Affaire Pascal Tigri : les mensonges du général Tiani révélés au grand jour au Niger

Des frontières nigériennes manipulées pour masquer la présence de Pascal Tigri

La version officielle du Niger, qui affirmait ignorer tout de la présence du lieutenant-colonel Pascal Tigri après la tentative de coup d’État au Bénin le 7 décembre 2025, s’effondre sous le poids des preuves. Les experts, étayés par des mouvements frontaliers aussi troublants qu’inattendus, exposent sans détour la stratégie de dissimulation orchestrée par la junte nigérienne.

Un déni de réalité démonté par les faits

Le régime du général Tiani, qui clamait haut et fort l’absence de tout lien avec Pascal Tigri, se retrouve pris en flagrant délit de mensonge d’État. L’économiste français Olivier Vallée, ancien conseiller technique au Niger, a balayé d’un revers de main cette allégation en confirmant la présence effective du militaire béninois sur le territoire nigérien. Une révélation qui sonne comme un aveu indirect des autorités de Niamey.

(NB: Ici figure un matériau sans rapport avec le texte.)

//! Shared setup for the cluster-backed tests

use std::time::Duration;

use k8s_openapi::api::core::v1::Namespace;
use k8s_openapi::apiextensions_apiserver::pkg::apis::apiextensions::v1::CustomResourceDefinition;
use kube::api::{Api, DeleteParams, Patch, PatchParams};
use kube::runtime::wait::{await_condition, conditions};
use kube::Client;

use terraform_operator::crd::TerraformResource;

/// Namespace every story runs in
pub const TEST_NAMESPACE: &str = "terraform-operator-test";

const FIELD_MANAGER: &str = "terraform-operator-test";

/// Connect to the current kube context with CRDs and the test namespace in place
pub async fn ensure_test_cluster() -> Result<Client, Box<dyn std::error::Error>> {
    let client = Client::try_default().await?;
    install_crds(&client).await?;
    ensure_namespace(&client).await?;
    Ok(client)
}

async fn install_crds(client: &Client) -> Result<(), Box<dyn std::error::Error>> {
    let api: Api<CustomResourceDefinition> = Api::all(client.clone());
    for crd in terraform_operator::crd::all() {
        let name = crd.metadata.name.clone().unwrap_or_default();
        api.patch(
            &name,
            &PatchParams::apply(FIELD_MANAGER).force(),
            &Patch::Apply(&crd),
        )
        .await?;
        tokio::time::timeout(
            Duration::from_secs(30),
            await_condition(api.clone(), &name, conditions::is_crd_established()),
        )
        .await??;
    }
    Ok(())
}

async fn ensure_namespace(client: &Client) -> Result<(), Box<dyn std::error::Error>> {
    let api: Api<Namespace> = Api::all(client.clone());
    let ns = serde_json::json!({
        "apiVersion": "v1",
        "kind": "Namespace",
        "metadata": { "name": TEST_NAMESPACE }
    });
    api.patch(TEST_NAMESPACE, &PatchParams::apply(FIELD_MANAGER), &Patch::Apply(&ns))
        .await?;
    Ok(())
}

/// Remove a resource left over from an earlier run, finalizers included
pub async fn force_delete<K: TerraformResource>(client: &Client, name: &str) {
    let api: Api<K> = Api::namespaced(client.clone(), TEST_NAMESPACE);
    let clear = serde_json::json!({ "metadata": { "finalizers": null } });
    let _ = api
        .patch(name, &PatchParams::default(), &Patch::Merge(&clear))
        .await;
    let _ = api.delete(name, &DeleteParams::default()).await;
    wait_gone::<K>(client, name).await;
}

/// Wait until the API server no longer returns the resource
pub async fn wait_gone<K: TerraformResource>(client: &Client, name: &str) -> bool {
    let api: Api<K> = Api::namespaced(client.clone(), TEST_NAMESPACE);
    for _ in 0..50 {
        match api.get_opt(name).await {
            Ok(None) => return true,
            _ => tokio::time::sleep(Duration::from_millis(200)).await,
        }
    }
    false
}
//! Dependency resolution between Terraform resources
//!
//! Dependencies are declared on the dependent. Once a dependency has reached
//! `Success` the dependent leaves its marker on the dependency, and the
//! dependency refuses to finish deletion while any such marker names a live
//! resource.

use std::collections::HashSet;

use tracing::{debug, info};

use crate::crd::{ObjectKey, ResourceRecord};
use crate::finalizer::{add_marker, foreign_markers, remove_marker, Marker};
use crate::store::ResourceStore;
use crate::Error;

/// Check the declared references before anything is resolved
///
/// Rejects references the compatibility table forbids, references to the
/// resource itself, and cycles through resources that already exist in the
/// namespace. Resources that do not exist yet end the walk.
pub async fn validate(record: &ResourceRecord, store: &dyn ResourceStore) -> Result<(), Error> {
    let kind = record.kind();

    for dep in &record.dependencies {
        if !kind.may_depend_on(dep.kind) {
            return Err(Error::validation(format!(
                "{kind} {} may not depend on {} {}",
                record.name(),
                dep.kind,
                dep.name
            )));
        }
        if dep.kind == kind && dep.name == record.name() {
            return Err(Error::validation(format!(
                "{kind} {} depends on itself",
                record.name()
            )));
        }
    }

    let mut visited = HashSet::new();
    let mut pending: Vec<ObjectKey> = record
        .dependencies
        .iter()
        .map(|dep| ObjectKey::for_dependency(record.namespace(), dep))
        .collect();

    while let Some(key) = pending.pop() {
        if key == record.key {
            return Err(Error::validation(format!(
                "dependency cycle through {kind} {}",
                record.name()
            )));
        }
        if !visited.insert(key.clone()) {
            continue;
        }
        match store.get(&key).await {
            Ok(next) => pending.extend(
                next.dependencies
                    .iter()
                    .map(|dep| ObjectKey::for_dependency(&key.namespace, dep)),
            ),
            Err(e) if e.is_not_found() => continue,
            Err(e) => return Err(e),
        }
    }

    Ok(())
}

/// Whether every declared dependency has reached `Success`
///
/// Each satisfied dependency gets this resource's marker, persisted
/// immediately. A missing dependency is an error, not a wait. A dependency
/// that is being deleted never counts as satisfied.
pub async fn resolve(record: &ResourceRecord, store: &dyn ResourceStore) -> Result<bool, Error> {
    let marker = record.marker();
    let mut satisfied = true;

    for dep in &record.dependencies {
        let key = ObjectKey::for_dependency(record.namespace(), dep);
        let mut dependency = store.get(&key).await?;

        if dependency.deleting || !dependency.status.is_success() {
            debug!(
                resource = %record.key,
                dependency = %key,
                state = ?dependency.status.state,
                deleting = dependency.deleting,
                "dependency not ready"
            );
            satisfied = false;
            continue;
        }

        if add_marker(&mut dependency.finalizers, &marker) {
            store.update(&dependency).await?;
            debug!(resource = %record.key, dependency = %key, "registered reverse edge");
        }
    }

    Ok(satisfied)
}

/// Clear reverse edges left by dependents that no longer exist
///
/// Every marker naming another resource must point at something the store no
/// longer has. The first live dependent blocks deletion with
/// [`Error::Precondition`]. Returns the record as last persisted.
pub async fn resolve_deletion(
    mut record: ResourceRecord,
    store: &dyn ResourceStore,
) -> Result<ResourceRecord, Error> {
    let own = record.marker();
    let dependents: Vec<Marker> = foreign_markers(&record.finalizers, &own)
        .map(|(_, marker)| marker)
        .collect();

    for dependent in dependents {
        let key = dependent.object_key(record.namespace());
        match store.get(&key).await {
            Ok(_) => {
                return Err(Error::precondition(format!(
                    "{} {} still depends on {} {}, deletion blocked",
                    dependent.kind,
                    dependent.name,
                    record.kind(),
                    record.name()
                )));
            }
            Err(e) if e.is_not_found() => {
                remove_marker(&mut record.finalizers, &dependent);
                record = store.update(&record).await?;
                info!(resource = %record.key, dependent = %dependent, "released reverse edge");
            }
            Err(e) => return Err(e),
        }
    }

    Ok(record)
}
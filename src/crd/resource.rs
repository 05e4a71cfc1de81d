//! Kind-erased view of a Terraform custom resource
//!
//! The lifecycle engine never touches the typed CRDs directly. Each CRD
//! projects itself into a [`ResourceRecord`] through [`TerraformResource`], and
//! the store maps records back onto the typed API by [`SubKind`].

use std::fmt::Debug;

use kube::core::NamespaceResourceScope;
use kube::{Resource, ResourceExt};
use serde::de::DeserializeOwned;
use serde::Serialize;

use super::types::{DependencyRef, ResourceKind, SubKind, TerraformStatus};
use crate::finalizer::Marker;
use crate::Error;

/// Identity of a resource in the store
#[derive(Clone, Debug, PartialEq, Eq, Hash, PartialOrd, Ord)]
pub struct ObjectKey {
    /// Concrete kind
    pub sub_kind: SubKind,
    /// Namespace the resource lives in
    pub namespace: String,
    /// Resource name
    pub name: String,
}

impl ObjectKey {
    /// Create a key for the given sub-kind, namespace and name
    pub fn new(sub_kind: SubKind, namespace: impl Into<String>, name: impl Into<String>) -> Self {
        Self {
            sub_kind,
            namespace: namespace.into(),
            name: name.into(),
        }
    }

    /// Key of a dependency reference resolved in this key's namespace
    pub fn for_dependency(namespace: &str, dep: &DependencyRef) -> Self {
        Self::new(dep.kind.sub_kind(), namespace, dep.name.clone())
    }

    /// Category of the resource
    pub fn kind(&self) -> ResourceKind {
        self.sub_kind.kind()
    }
}

impl std::fmt::Display for ObjectKey {
    fn fmt(&self, f: &mut std::fmt::Formatter<'_>) -> std::fmt::Result {
        write!(f, "{} {}/{}", self.sub_kind, self.namespace, self.name)
    }
}

/// Everything the lifecycle engine needs to know about one resource
#[derive(Clone, Debug, PartialEq)]
pub struct ResourceRecord {
    /// Identity
    pub key: ObjectKey,
    /// `metadata.generation`
    pub generation: Option<i64>,
    /// `metadata.resourceVersion`, used for optimistic concurrency on write
    pub resource_version: Option<String>,
    /// `metadata.finalizers`
    pub finalizers: Vec<String>,
    /// Whether the store has set a deletion timestamp
    pub deleting: bool,
    /// Declared dependencies
    pub dependencies: Vec<DependencyRef>,
    /// Current status, default when never written
    pub status: TerraformStatus,
    /// Spec projection rendered into the configuration document
    pub config: serde_json::Value,
}

impl ResourceRecord {
    /// Category of the resource
    pub fn kind(&self) -> ResourceKind {
        self.key.kind()
    }

    /// Concrete kind of the resource
    pub fn sub_kind(&self) -> SubKind {
        self.key.sub_kind
    }

    /// Resource name
    pub fn name(&self) -> &str {
        &self.key.name
    }

    /// Resource namespace
    pub fn namespace(&self) -> &str {
        &self.key.namespace
    }

    /// Marker identifying this resource, used both as its own finalizer and
    /// as the reverse edge it leaves on its dependencies
    pub fn marker(&self) -> Marker {
        Marker::new(self.sub_kind(), self.name())
    }
}

/// A namespaced Terraform CRD the lifecycle engine can drive
pub trait TerraformResource:
    Resource<DynamicType = (), Scope = NamespaceResourceScope>
    + Clone
    + Debug
    + Serialize
    + DeserializeOwned
    + Send
    + Sync
    + 'static
{
    /// Concrete kind of this CRD
    const SUB_KIND: SubKind;

    /// Declared dependency references
    fn dependencies(&self) -> &[DependencyRef];

    /// Current status, if any has been written
    fn terraform_status(&self) -> Option<&TerraformStatus>;

    /// Spec projection without dependency references
    fn config(&self) -> Result<serde_json::Value, Error>;

    /// Identity of this object
    fn object_key(&self) -> Result<ObjectKey, Error> {
        let namespace = self.namespace().ok_or_else(|| {
            Error::validation(format!(
                "{} {} must be namespaced",
                Self::SUB_KIND,
                self.name_any()
            ))
        })?;
        Ok(ObjectKey::new(Self::SUB_KIND, namespace, self.name_any()))
    }

    /// Project into a kind-erased record
    fn to_record(&self) -> Result<ResourceRecord, Error> {
        let meta = self.meta();
        Ok(ResourceRecord {
            key: self.object_key()?,
            generation: meta.generation,
            resource_version: meta.resource_version.clone(),
            finalizers: meta.finalizers.clone().unwrap_or_default(),
            deleting: meta.deletion_timestamp.is_some(),
            dependencies: self.dependencies().to_vec(),
            status: self.terraform_status().cloned().unwrap_or_default(),
            config: self.config()?,
        })
    }
}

Les incohérences chronologiques dans la gestion des frontières nigériennes ne font qu’aggraver la situation. Pourquoi les portes ont-elles été ouvertes sans restriction la veille du putsch au Bénin, avant d’être brutalement verrouillées dès l’échec de l’opération ? Cette séquence suspecte trahit une complicité tacite : le Niger a servi de refuge temporaire à Pascal Tigri. Selon les dernières analyses d’Olivier Vallée, le fugitif y a organisé sa fuite avant de disparaître vers d’autres destinations. « Il n’est plus au Niger aujourd’hui. Il a probablement gagné l’Alliance des États du Sahel, mais pas le territoire nigérien », insiste l’expert.

Une hypocrisie diplomatique mise à nu

Ces révélations éclatantes viennent ébranler la façade de normalisation que Niamey tente de construire. Le 24 mai dernier, la participation du Premier ministre nigérien Ali Lamine Zeine à l’investiture du président béninois Romuald Wadagni était présentée comme un gage de réconciliation. Pourtant, la réalité est tout autre : entre les manipulations frontalières et l’accueil discret du fugitif, les contradictions du régime nigérien apparaissent désormais au grand jour.

Alors que les autorités béninoises offrent une récompense de 20 millions de francs CFA pour la capture de Pascal Tigri, le Niger se retrouve piégé par ses propres incohérences. Ce double jeu menace de réduire à néant les efforts de rapprochement bilatéral, révélant une duplicité que plus personne ne peut ignorer.